▸ **Exercise material**:
-- -- --

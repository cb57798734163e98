//! The default toast component.

use std::time::{Duration, Instant};

use crate::config::ToastConfig;
use crate::models::{ToastPackage, ToastState};
use crate::portal::ToastComponent;

#[derive(Debug, Clone, Copy, PartialEq, Eq)]
enum HideTimer {
    Off,
    /// Requested between ticks; starts counting on the next tick.
    Armed,
    At(Instant),
}

#[derive(Debug)]
pub struct Toast {
    package: Option<ToastPackage>,
    state: ToastState,
    /// Effective display time; hovering resets it to 0 and leaving to `extended_time_out`.
    time_out: u64,
    hide: HideTimer,
}

impl Default for Toast {
    fn default() -> Self {
        Self {
            package: None,
            state: ToastState::Inactive,
            time_out: 0,
            hide: HideTimer::Off,
        }
    }
}

impl Toast {
    pub fn new() -> Self {
        Self::default()
    }

    pub fn boxed() -> Box<dyn ToastComponent> {
        Box::new(Self::new())
    }

    fn options(&self) -> Option<&ToastConfig> {
        self.package.as_ref().map(|p| &p.options)
    }
}

impl ToastComponent for Toast {
    fn bind(&mut self, package: ToastPackage) {
        self.time_out = package.options.time_out;
        self.package = Some(package);
    }

    fn package(&self) -> Option<&ToastPackage> {
        self.package.as_ref()
    }

    fn state(&self) -> ToastState {
        self.state
    }

    fn activate_toast(&mut self) {
        if self.state != ToastState::Inactive {
            return;
        }
        self.state = ToastState::Active;
        if self.time_out > 0 {
            self.hide = HideTimer::Armed;
        }
    }

    fn remove(&mut self) {
        if self.state == ToastState::Removed {
            return;
        }
        self.hide = HideTimer::Off;
        self.state = ToastState::Removed;
    }

    fn tick(&mut self, now: Instant) {
        match self.hide {
            HideTimer::Off => {}
            HideTimer::Armed => {
                self.hide = HideTimer::At(now + Duration::from_millis(self.time_out));
            }
            HideTimer::At(at) => {
                if now >= at {
                    self.remove();
                }
            }
        }
    }

    fn tap(&mut self) {
        if self.state == ToastState::Removed {
            return;
        }
        if self.options().is_some_and(|o| o.tap_to_dismiss) {
            self.remove();
        }
    }

    fn stick_around(&mut self) {
        if self.state == ToastState::Removed {
            return;
        }
        self.hide = HideTimer::Off;
        self.time_out = 0;
    }

    fn delayed_hide_toast(&mut self) {
        let extended = self.options().map_or(0, |o| o.extended_time_out);
        if extended == 0 || self.state == ToastState::Removed {
            return;
        }
        self.time_out = extended;
        self.hide = HideTimer::Armed;
    }

    fn progress(&self, now: Instant) -> Option<f32> {
        if !self.options().is_some_and(|o| o.progress_bar) {
            return None;
        }
        let width = match self.hide {
            HideTimer::Armed => 100.0,
            HideTimer::At(at) if self.time_out > 0 => {
                let remaining = at.saturating_duration_since(now).as_millis() as f32;
                remaining / self.time_out as f32 * 100.0
            }
            _ => 0.0,
        };
        Some(width.clamp(0.0, 100.0))
    }
}

#[cfg(test)]
mod tests {
    use super::*;
    use crate::models::ToastId;

    fn bound(options: ToastConfig) -> Toast {
        let mut toast = Toast::new();
        toast.bind(ToastPackage {
            toast_id: ToastId::new(0),
            message: "saved".to_string(),
            title: None,
            toast_type: "toast-success".to_string(),
            options,
        });
        toast
    }

    #[test]
    fn hides_after_time_out() {
        let start = Instant::now();
        let mut toast = bound(ToastConfig::default());
        toast.activate_toast();
        toast.tick(start);
        assert_eq!(toast.state(), ToastState::Active);

        toast.tick(start + Duration::from_millis(4999));
        assert_eq!(toast.state(), ToastState::Active);

        toast.tick(start + Duration::from_millis(5000));
        assert_eq!(toast.state(), ToastState::Removed);
    }

    #[test]
    fn zero_time_out_is_sticky() {
        let start = Instant::now();
        let mut toast = bound(ToastConfig {
            time_out: 0,
            ..Default::default()
        });
        toast.activate_toast();
        toast.tick(start);
        toast.tick(start + Duration::from_secs(3600));
        assert_eq!(toast.state(), ToastState::Active);
    }

    #[test]
    fn activation_does_not_revive_removed_toast() {
        let mut toast = bound(ToastConfig::default());
        toast.remove();
        toast.activate_toast();
        assert_eq!(toast.state(), ToastState::Removed);
    }

    #[test]
    fn tap_respects_tap_to_dismiss() {
        let mut sticky = bound(ToastConfig {
            tap_to_dismiss: false,
            ..Default::default()
        });
        sticky.activate_toast();
        sticky.tap();
        assert_eq!(sticky.state(), ToastState::Active);

        let mut toast = bound(ToastConfig::default());
        toast.activate_toast();
        toast.tap();
        assert_eq!(toast.state(), ToastState::Removed);
    }

    #[test]
    fn hover_then_leave_uses_extended_time_out() {
        let start = Instant::now();
        let mut toast = bound(ToastConfig::default());
        toast.activate_toast();
        toast.tick(start);

        toast.stick_around();
        toast.tick(start + Duration::from_secs(60));
        assert_eq!(toast.state(), ToastState::Active);

        toast.delayed_hide_toast();
        let left = start + Duration::from_secs(61);
        toast.tick(left);
        toast.tick(left + Duration::from_millis(999));
        assert_eq!(toast.state(), ToastState::Active);
        toast.tick(left + Duration::from_millis(1000));
        assert_eq!(toast.state(), ToastState::Removed);
    }

    #[test]
    fn progress_counts_down() {
        let start = Instant::now();
        let mut toast = bound(ToastConfig {
            progress_bar: true,
            time_out: 1000,
            ..Default::default()
        });
        toast.activate_toast();
        assert_eq!(toast.progress(start), Some(100.0));
        toast.tick(start);

        let half = toast.progress(start + Duration::from_millis(500)).unwrap();
        assert!((half - 50.0).abs() < 0.5);
        assert_eq!(toast.progress(start + Duration::from_secs(5)), Some(0.0));
    }

    #[test]
    fn no_progress_without_progress_bar() {
        let mut toast = bound(ToastConfig::default());
        toast.activate_toast();
        assert!(toast.progress(Instant::now()).is_none());
    }
}
//! Toast notification bookkeeping: admission control, queuing and dismissal
//! of transient popups stacked on an overlay.

pub mod config;
pub mod models;
pub mod overlay;
pub mod portal;
pub mod service;
pub mod toast;
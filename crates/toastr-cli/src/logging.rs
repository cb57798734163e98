use std::path::Path;

/// Route `log` records to stderr, and to `log_file` when given.
pub fn init(verbose: bool, log_file: Option<&Path>) -> Result<(), String> {
    let level = if verbose {
        log::LevelFilter::Debug
    } else {
        log::LevelFilter::Warn
    };

    let mut dispatch = fern::Dispatch::new()
        .format(|out, message, record| {
            out.finish(format_args!(
                "{} [{}] {}",
                humantime::format_rfc3339_seconds(std::time::SystemTime::now()),
                record.level(),
                message
            ))
        })
        .level(level)
        .chain(std::io::stderr());

    if let Some(path) = log_file {
        let file_logger = fern::log_file(path)
            .map_err(|e| format!("Failed to open log file {}: {}", path.display(), e))?;
        dispatch = dispatch.chain(file_logger);
    }

    dispatch
        .apply()
        .map_err(|e| format!("Failed to initialize logger: {}", e))
}
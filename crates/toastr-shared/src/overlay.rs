//! Overlay layer that toasts are attached to.
//!
//! The service only sees the `Overlay` / `OverlayRef` traits. `OverlayContainer`
//! is the headless implementation: one pane per position class, each holding
//! its attached components in render order.

use std::cell::RefCell;
use std::rc::Rc;
use std::time::Instant;

use crate::models::{PaneSnapshot, ToastSnapshot};
use crate::portal::{ComponentPortal, ComponentRef};

/// Creates overlay handles positioned by a position class token.
pub trait Overlay {
    type Ref: OverlayRef;

    fn create(&mut self, position_class: &str) -> Self::Ref;
}

pub trait OverlayRef {
    /// Attach a component built from `portal`. With `newest_on_top` it is placed
    /// above everything already in the pane.
    fn attach(&mut self, portal: ComponentPortal, newest_on_top: bool) -> ComponentRef;
    /// Tear the attached component down. Safe to call more than once.
    fn detach(&mut self);
}

#[derive(Debug)]
struct Entry {
    key: u64,
    component: ComponentRef,
}

#[derive(Debug)]
struct Pane {
    position_class: String,
    entries: Vec<Entry>,
}

#[derive(Debug, Default)]
struct ContainerState {
    panes: Vec<Pane>,
    next_key: u64,
}

impl ContainerState {
    fn pane_mut(&mut self, position_class: &str) -> &mut Pane {
        let index = match self
            .panes
            .iter()
            .position(|p| p.position_class == position_class)
        {
            Some(index) => index,
            None => {
                log::debug!("[overlay] creating pane {}", position_class);
                self.panes.push(Pane {
                    position_class: position_class.to_string(),
                    entries: Vec::new(),
                });
                self.panes.len() - 1
            }
        };
        &mut self.panes[index]
    }
}

/// Headless overlay. Clones share the same panes.
#[derive(Debug, Clone, Default)]
pub struct OverlayContainer {
    state: Rc<RefCell<ContainerState>>,
}

impl OverlayContainer {
    pub fn new() -> Self {
        Self::default()
    }

    /// Components of a pane, top to bottom.
    pub fn components(&self, position_class: &str) -> Vec<ComponentRef> {
        self.state
            .borrow()
            .panes
            .iter()
            .find(|p| p.position_class == position_class)
            .map(|p| p.entries.iter().map(|e| e.component.clone()).collect())
            .unwrap_or_default()
    }

    pub fn attached_count(&self) -> usize {
        self.state
            .borrow()
            .panes
            .iter()
            .map(|p| p.entries.len())
            .sum()
    }

    pub fn snapshot(&self, now: Instant) -> Vec<PaneSnapshot> {
        self.state
            .borrow()
            .panes
            .iter()
            .map(|pane| PaneSnapshot {
                position_class: pane.position_class.clone(),
                toasts: pane
                    .entries
                    .iter()
                    .map(|e| snapshot_component(&e.component, now))
                    .collect(),
            })
            .collect()
    }
}

fn snapshot_component(component: &ComponentRef, now: Instant) -> ToastSnapshot {
    let package = component.package();
    ToastSnapshot {
        toast_id: package.as_ref().map(|p| p.toast_id),
        title: package.as_ref().and_then(|p| p.title.clone()),
        message: package.as_ref().map(|p| p.message.clone()),
        toast_type: package.as_ref().map(|p| p.toast_type.clone()),
        toast_class: package.as_ref().map(|p| p.options.toast_class.clone()),
        state: component.state(),
        progress: component.progress(now),
    }
}

impl Overlay for OverlayContainer {
    type Ref = PaneRef;

    fn create(&mut self, position_class: &str) -> PaneRef {
        self.state.borrow_mut().pane_mut(position_class);
        PaneRef {
            state: Rc::clone(&self.state),
            position_class: position_class.to_string(),
            key: None,
        }
    }
}

/// Handle to one slot in a pane of an `OverlayContainer`.
#[derive(Debug)]
pub struct PaneRef {
    state: Rc<RefCell<ContainerState>>,
    position_class: String,
    key: Option<u64>,
}

impl PaneRef {
    pub fn position_class(&self) -> &str {
        &self.position_class
    }

    pub fn is_attached(&self) -> bool {
        self.key.is_some()
    }
}

impl OverlayRef for PaneRef {
    fn attach(&mut self, portal: ComponentPortal, newest_on_top: bool) -> ComponentRef {
        self.detach();
        let component = portal.create();

        let mut state = self.state.borrow_mut();
        let key = state.next_key;
        state.next_key += 1;

        let entry = Entry {
            key,
            component: component.clone(),
        };
        let pane = state.pane_mut(&self.position_class);
        if newest_on_top {
            pane.entries.insert(0, entry);
        } else {
            pane.entries.push(entry);
        }
        self.key = Some(key);
        component
    }

    fn detach(&mut self) {
        let Some(key) = self.key.take() else {
            return;
        };
        let mut state = self.state.borrow_mut();
        let pane = state.pane_mut(&self.position_class);
        pane.entries.retain(|e| e.key != key);
    }
}

#[cfg(test)]
mod tests {
    use super::*;
    use crate::models::ToastState;

    #[test]
    fn newest_on_top_inserts_first() {
        let mut container = OverlayContainer::new();
        let mut first = container.create("toast-top-right");
        let a = first.attach(ComponentPortal::default(), true);
        let mut second = container.create("toast-top-right");
        let b = second.attach(ComponentPortal::default(), true);

        let stack = container.components("toast-top-right");
        assert_eq!(stack.len(), 2);
        assert!(stack[0].ptr_eq(&b));
        assert!(stack[1].ptr_eq(&a));
    }

    #[test]
    fn oldest_on_top_appends() {
        let mut container = OverlayContainer::new();
        let a = container
            .create("toast-bottom-left")
            .attach(ComponentPortal::default(), false);
        let b = container
            .create("toast-bottom-left")
            .attach(ComponentPortal::default(), false);

        let stack = container.components("toast-bottom-left");
        assert!(stack[0].ptr_eq(&a));
        assert!(stack[1].ptr_eq(&b));
    }

    #[test]
    fn detach_is_idempotent() {
        let mut container = OverlayContainer::new();
        let mut pane_ref = container.create("toast-top-right");
        pane_ref.attach(ComponentPortal::default(), true);
        assert!(pane_ref.is_attached());
        assert_eq!(container.attached_count(), 1);

        pane_ref.detach();
        pane_ref.detach();
        assert!(!pane_ref.is_attached());
        assert_eq!(container.attached_count(), 0);
    }

    #[test]
    fn panes_are_keyed_by_position_class() {
        let mut container = OverlayContainer::new();
        container
            .create("toast-top-right")
            .attach(ComponentPortal::default(), true);
        container
            .create("toast-bottom-center")
            .attach(ComponentPortal::default(), true);

        let snapshot = container.snapshot(Instant::now());
        assert_eq!(snapshot.len(), 2);
        assert_eq!(snapshot[0].position_class, "toast-top-right");
        assert_eq!(snapshot[1].position_class, "toast-bottom-center");
        assert_eq!(snapshot[1].toasts[0].state, ToastState::Inactive);
        assert!(snapshot[1].toasts[0].toast_id.is_none());
    }
}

-- -- --

▸ **What is needed**: The answer should consist of every line above in which "PaneSnapshot" appears.

▸ **Exercise response**:
use crate::models::{PaneSnapshot, ToastSnapshot};
    pub fn snapshot(&self, now: Instant) -> Vec<PaneSnapshot> {
            .map(|pane| PaneSnapshot {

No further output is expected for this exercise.